10.1017/s0967199401001095 ◽

2001 ◽

Vol 9 (1) ◽

pp. 89-95 ◽

Cited By ~ 3

Author(s):

Osamu Okitsu ◽

Shuji Yamano ◽

Toshihiro Aono

Keyword(s):

Human Sperm ◽

Human Spermatozoa ◽

Oocyte Activation ◽

Sham Injection ◽

Bovine Sperm ◽

Female Pronucleus ◽

Sperm Factor ◽

Bovine Spermatozoa ◽

Bovine Oocytes

The aim of this study was to investigate whether bovine spermatozoa possess so-called sperm factor in the cytosolic fraction (CF) which activates bovine oocytes, and whether bovine oocytes matured in vitro are activated by microinjection of CF extracted from spermatozoa of other species. In the first experiment, bovine and human spermatozoa were microinjected into ooplasm of bovine oocytes matured in vitro. Secondly, CF from bovine and human spermatozoa were injected into bovine oocytes. In the third, CF from human spermatozoa was injected into human unfertilised oocytes obtained 18-20 h after clinical intracytoplasmic sperm injection (ICSI). We found that microinjection of bovine spermatozoa into bovine oocytes induced oocyte activation, as shown by resumption of meiosis and formation of a female pronucleus, at a significantly higher rate than the bovine sham injection (63.0% vs 43.0%; p < 0.05). On the other hand, there was no significant difference in activation rate between the human sperm injection (35.9%) and the human sham injection (22.9%). Furthermore, microinjection of bovine sperm CF into bovine oocytes induced oocyte activation at a significantly higher rate than the human CF injection or sham injection (75.9% vs 14.8%, 20.4%; p < 0.01). Formation of a single female pronucleus and second polar body extrusion was observed in 95.1% of activated oocytes after bovine sperm CF injection.

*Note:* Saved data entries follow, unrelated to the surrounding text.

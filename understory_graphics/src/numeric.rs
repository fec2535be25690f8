// Copyright 2025 the Understory Authors
// SPDX-License-Identifier: Apache-2.0 OR MIT

//! Clamping helpers shared by the drawing methods.

/// Largest representable `0xRRGGBB` color.
const MAX_COLOR: u32 = 0x00FF_FFFF;

/// Clamp `value` into `[min, max]`, treating NaN as "not a number".
///
/// A NaN input falls back to `min`, or to `0.0` when no lower bound is given.
/// Either bound may be omitted.
///
/// ```rust
/// use understory_graphics::check_numeric;
///
/// assert_eq!(check_numeric(f64::NAN, Some(2.0), None), 2.0);
/// assert_eq!(check_numeric(f64::NAN, None, Some(5.0)), 0.0);
/// assert_eq!(check_numeric(300.0, Some(0.0), Some(255.0)), 255.0);
/// ```
pub fn check_numeric(value: f64, min: Option<f64>, max: Option<f64>) -> f64 {
    let mut value = if value.is_nan() {
        min.unwrap_or(0.0)
    } else {
        value
    };
    if let Some(min) = min
        && value < min
    {
        value = min;
    }
    if let Some(max) = max
        && value > max
    {
        value = max;
    }
    value
}

/// Clamp a color to the `0x000000..=0xFFFFFF` range.
pub fn clamp_color(color: u32) -> u32 {
    color.min(MAX_COLOR)
}

/// Clamp an alpha value to `0.0..=1.0`; NaN becomes `0.0`.
pub fn clamp_alpha(alpha: f64) -> f64 {
    check_numeric(alpha, Some(0.0), Some(1.0))
}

When human sperm CF was injected into human unfertilised oocytes, the activation rate was significantly higher than following sham injection (76.9% vs 44.0%; p < 0.05). These results indicate the presence of sperm factor in bovine sperm CF which activate bovine oocytes, and suggest the possibility that sperm factor has species-specificity at least between bovine and human.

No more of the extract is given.